By John Reichard, CQ HealthBeat Editor

July 16, 2007 – Congressional Budget Office Director Peter R. Orszag reminded congressional aides Monday that much of the growth in the Medicare Advantage program is projected to be in private fee-for-service plans—a reminder aides might find particularly noteworthy as Congress considers Medicare Advantage payment cuts because those plans don't coordinate care the way other Medicare's other private plans do. Lawmakers also might find those plans a particularly inviting target for cuts because they are paid more than Medicare Advantage plans—119 percent on average of the rates paid in traditional Medicare, compared to 112 percent for other Medicare Advantage plans.

At a forum on Medicare Advantage payments sponsored by the nonpartisan Alliance for Health Reform, Orszag detailed CBO projections showing that Medicare Advantage will account for about 25 percent of Medicare's total enrollment by 2016, up from 20 percent now. But the percentage of Medicare beneficiaries in HMOs and PPOs won't really change over that period, holding steady at about 15 percent, while the slice going into private fee-for-service plans will get much larger. Those plans will account for about 40 percent of the enrollment in Medicare Advantage, up from about 12 percent now. Orszag said that if anything, those figures might understate the growth in private fee-for-service plans under current payment law.

A big part of the rationale for spurring the growth of Medicare Advantage is that—in theory, at least—it does a better job of coordinating care—of ensuring that services are delivered in the most cost-effective setting. Coordinated care, backers say, offers the prospect of not only higher quality, but also lower costs. But private fee-for-service plans don't coordinate care, which may make them particularly vulnerable to cuts because of their relatively high payment rates.

Orszag said paying private fee-for-service plans the same rates paid in traditional Medicare would save $15 billion over five years.

But Orszag gave aides something more to think about—whether or not coordinated care actually saves money, despite the claims of many in the health policy field. A test of that concept raises doubts on that point, the CBO director said. "The evidence that we're getting from the coordinated care demonstration within Medicare is not very promising, especially with regard to costs," he said.

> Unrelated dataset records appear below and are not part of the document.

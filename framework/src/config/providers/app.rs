use crate::config::env::{env, Environment};

/// Application configuration
#[derive(Debug, Clone)]
pub struct AppConfig {
    /// Application name
    pub name: String,
    /// Current environment
    pub environment: Environment,
    /// Debug mode enabled
    pub debug: bool,
}

impl AppConfig {
    /// Build config from environment variables
    pub fn from_env() -> Self {
        Self {
            name: env("APP_NAME", "Storefront".to_string()),
            environment: Environment::detect(),
            debug: env("APP_DEBUG", true),
        }
    }

    pub fn is_debug(&self) -> bool {
        self.debug
    }

    pub fn is_production(&self) -> bool {
        self.environment.is_production()
    }
}

impl Default for AppConfig {
    fn default() -> Self {
        Self::from_env()
    }
}
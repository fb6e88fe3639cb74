use kit::{json, json_status, FrameworkError, GroupRouter, Request, Response};
use sea_orm::{ActiveModelTrait, ColumnTrait, EntityTrait, QueryFilter, QueryOrder, Set};
use serde::Deserialize;
use serde_json::Value;
use validator::Validate;

use super::{deleted, id};
use crate::actions::place_order::{NewOrder, PlaceOrderAction};
use crate::models::{order, order_item};

#[derive(Debug, Deserialize, Validate)]
pub struct StatusChange {
    pub status: order::Status,
}

pub fn routes(r: GroupRouter) -> GroupRouter {
    r.get("/", index)
        .get("/{id}", show)
        .post("/", store)
        .patch("/{id}", update_status)
        .delete("/{id}", destroy)
}

async fn find(req: &Request) -> Result<order::Model, FrameworkError> {
    order::Entity::find_by_id(id(req)?)
        .one(req.db()?.conn())
        .await?
        .ok_or_else(|| FrameworkError::model_not_found("Order"))
}

/// Order fields with its lines under `items`
fn with_items(order: &order::Model, items: &[order_item::Model]) -> Value {
    let mut body = serde_json::json!(order);
    if let Value::Object(fields) = &mut body {
        fields.insert("items".to_string(), serde_json::json!(items));
    }
    body
}

pub async fn index(req: Request) -> Response {
    let orders = order::Entity::find()
        .order_by_desc(order::Column::Id)
        .all(req.db()?.conn())
        .await
        .map_err(FrameworkError::from)?;
    json(serde_json::json!(orders))
}

pub async fn show(req: Request) -> Response {
    let order = find(&req).await?;
    let items = order_item::Entity::find()
        .filter(order_item::Column::OrderId.eq(order.id))
        .order_by_asc(order_item::Column::Id)
        .all(req.db()?.conn())
        .await
        .map_err(FrameworkError::from)?;
    json(with_items(&order, &items))
}

pub async fn store(req: Request) -> Response {
    let payload: NewOrder = req.validated()?;
    let (order, items) = PlaceOrderAction.execute(req.db()?, payload).await?;
    json_status(201, with_items(&order, &items))
}

pub async fn update_status(req: Request) -> Response {
    let existing = find(&req).await?;
    let change: StatusChange = req.validated()?;
    let from = existing.status.clone();

    let mut active: order::ActiveModel = existing.into();
    active.status = Set(change.status.as_str().to_string());
    let order = active
        .update(req.db()?.conn())
        .await
        .map_err(FrameworkError::from)?;

    tracing::info!(order_id = order.id, from = %from, to = %order.status, "order status changed");
    json(serde_json::json!(order))
}

/// Remove an order with its lines; stock is left as is
pub async fn destroy(req: Request) -> Response {
    let order = find(&req).await?;
    let txn = req.db()?.begin().await?;

    order_item::Entity::delete_many()
        .filter(order_item::Column::OrderId.eq(order.id))
        .exec(&txn)
        .await
        .map_err(FrameworkError::from)?;
    order::Entity::delete_by_id(order.id)
        .exec(&txn)
        .await
        .map_err(FrameworkError::from)?;
    txn.commit().await.map_err(FrameworkError::from)?;

    deleted("Order")
}
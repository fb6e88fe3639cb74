//! Application builder
//!
//! Wires configuration, logging, the database and the HTTP server together
//! behind a small CLI.
//!
//! # Example
//!
//! ```rust,ignore
//! use kit::Application;
//!
//! #[tokio::main]
//! async fn main() -> std::process::ExitCode {
//!     Application::new()
//!         .routes(routes::register)
//!         .schema(models::sync)
//!         .ready(bootstrap::ready)
//!         .run()
//!         .await
//! }
//! ```

use crate::config::{AppConfig, Config, Settings};
use crate::database::DbConnection;
use crate::error::FrameworkError;
use crate::server::ctrl_c;
use crate::{logging, Router, Server};
use clap::{Parser, Subcommand};
use futures::future::BoxFuture;
use std::future::Future;
use std::net::SocketAddr;
use std::path::Path;
use std::process::ExitCode;

type StartupError = Box<dyn std::error::Error + Send + Sync>;

/// CLI of a storefront application binary
#[derive(Parser, Debug)]
#[command(name = "storefront")]
#[command(about = "Storefront API server and maintenance commands")]
struct Cli {
    #[command(subcommand)]
    command: Option<Commands>,
}

#[derive(Subcommand, Debug, PartialEq)]
enum Commands {
    /// Run the web server (default command)
    Serve {
        /// Skip creating missing tables on startup
        #[arg(long)]
        no_sync: bool,
    },
    /// Create missing tables and exit
    #[command(name = "schema:sync")]
    SchemaSync,
    /// Create the default administrator account if absent and exit
    #[command(name = "seed:admin")]
    SeedAdmin,
}

/// What the ready hook gets once the listener is bound
#[derive(Clone)]
pub struct ReadyContext {
    pub db: DbConnection,
    pub settings: Settings,
    /// Bound listener address; `None` when no server runs (`seed:admin`)
    pub local_addr: Option<SocketAddr>,
}

type RoutesFn = Box<dyn FnOnce(&Settings) -> Router + Send>;
type SchemaFn = Box<dyn Fn(DbConnection) -> BoxFuture<'static, Result<(), FrameworkError>> + Send + Sync>;
type ReadyFn = Box<dyn FnOnce(ReadyContext) -> BoxFuture<'static, Result<(), FrameworkError>> + Send>;

#[derive(Default)]
pub struct Application {
    routes_fn: Option<RoutesFn>,
    schema_fn: Option<SchemaFn>,
    ready_fn: Option<ReadyFn>,
}

impl Application {
    pub fn new() -> Self {
        Self::default()
    }

    /// Build the route table from the loaded settings
    pub fn routes<F>(mut self, f: F) -> Self
    where
        F: FnOnce(&Settings) -> Router + Send + 'static,
    {
        self.routes_fn = Some(Box::new(f));
        self
    }

    /// Create missing tables; runs before serving unless `--no-sync`
    pub fn schema<F, Fut>(mut self, f: F) -> Self
    where
        F: Fn(DbConnection) -> Fut + Send + Sync + 'static,
        Fut: Future<Output = Result<(), FrameworkError>> + Send + 'static,
    {
        self.schema_fn = Some(Box::new(move |db| Box::pin(f(db))));
        self
    }

    /// One-time startup work, run after the listener is bound and before
    /// the first connection is accepted. Also what `seed:admin` runs.
    pub fn ready<F, Fut>(mut self, f: F) -> Self
    where
        F: FnOnce(ReadyContext) -> Fut + Send + 'static,
        Fut: Future<Output = Result<(), FrameworkError>> + Send + 'static,
    {
        self.ready_fn = Some(Box::new(move |ctx| Box::pin(f(ctx))));
        self
    }

    /// Parse the CLI and run the selected command
    ///
    /// Any startup failure is logged and turned into exit code 1.
    pub async fn run(self) -> ExitCode {
        let cli = Cli::parse();
        Config::init(Path::new("."));
        logging::init(&AppConfig::from_env());

        exit_code(self.execute(cli.command).await)
    }

    async fn execute(self, command: Option<Commands>) -> Result<(), StartupError> {
        let settings = Settings::from_env()?;
        let Application {
            routes_fn,
            schema_fn,
            ready_fn,
        } = self;

        let db = DbConnection::connect(&settings.database).await?;

        match command.unwrap_or(Commands::Serve { no_sync: false }) {
            Commands::Serve { no_sync } => {
                if !no_sync {
                    sync_schema(schema_fn.as_ref(), &db).await?;
                }
                let router = routes_fn.map(|f| f(&settings)).unwrap_or_default();
                let server = Server::from_settings(router, &settings, db.clone());
                launch(server, ready_fn, db, settings, ctrl_c()).await?;
            }
            Commands::SchemaSync => {
                sync_schema(schema_fn.as_ref(), &db).await?;
            }
            Commands::SeedAdmin => {
                sync_schema(schema_fn.as_ref(), &db).await?;
                match ready_fn {
                    Some(ready) => {
                        ready(ReadyContext {
                            db,
                            settings,
                            local_addr: None,
                        })
                        .await?
                    }
                    None => tracing::warn!("no ready hook registered, nothing to seed"),
                }
            }
        }

        Ok(())
    }
}

/// Bind, run the ready hook, then serve until `shutdown` resolves
///
/// Nothing is served when binding or the hook fails.
async fn launch<F>(
    server: Server,
    ready: Option<ReadyFn>,
    db: DbConnection,
    settings: Settings,
    shutdown: F,
) -> Result<(), FrameworkError>
where
    F: Future<Output = ()>,
{
    let bound = server.bind().await?;
    if let Some(ready) = ready {
        ready(ReadyContext {
            db,
            settings,
            local_addr: Some(bound.local_addr()),
        })
        .await?;
    }
    bound.serve_with_shutdown(shutdown).await
}

fn exit_code(result: Result<(), StartupError>) -> ExitCode {
    match result {
        Ok(()) => ExitCode::SUCCESS,
        Err(e) => {
            tracing::error!(error = %e, "startup failed");
            ExitCode::FAILURE
        }
    }
}

async fn sync_schema(schema_fn: Option<&SchemaFn>, db: &DbConnection) -> Result<(), FrameworkError> {
    if let Some(sync) = schema_fn {
        sync(db.clone()).await?;
        tracing::info!("schema synchronised");
    }
    Ok(())
}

Does that suggest lawmakers might react by going after Medicare Advantage plans more broadly? After all, if coordinated care isn't what it's cracked up to be, why not cut Medicare Advantage more deeply? That's what some observers are expecting to happen in the House, at least. One managed care industry executive predicted that cuts coming out of the House may seek to pay all Medicare Advantage plans at the same rate as traditional Medicare, which CBO projects would save $54 billion over five years. Steep Medicare Advantage cuts, along with tobacco taxes, will be the key ways Democrats seek to raise money to cover uninsured kids and to block a Medicare physician payment cut, the executive said.

The House Ways and Means Committee majority "dislikes the managed care industry even more than it dislikes the tobacco industry," the executive said.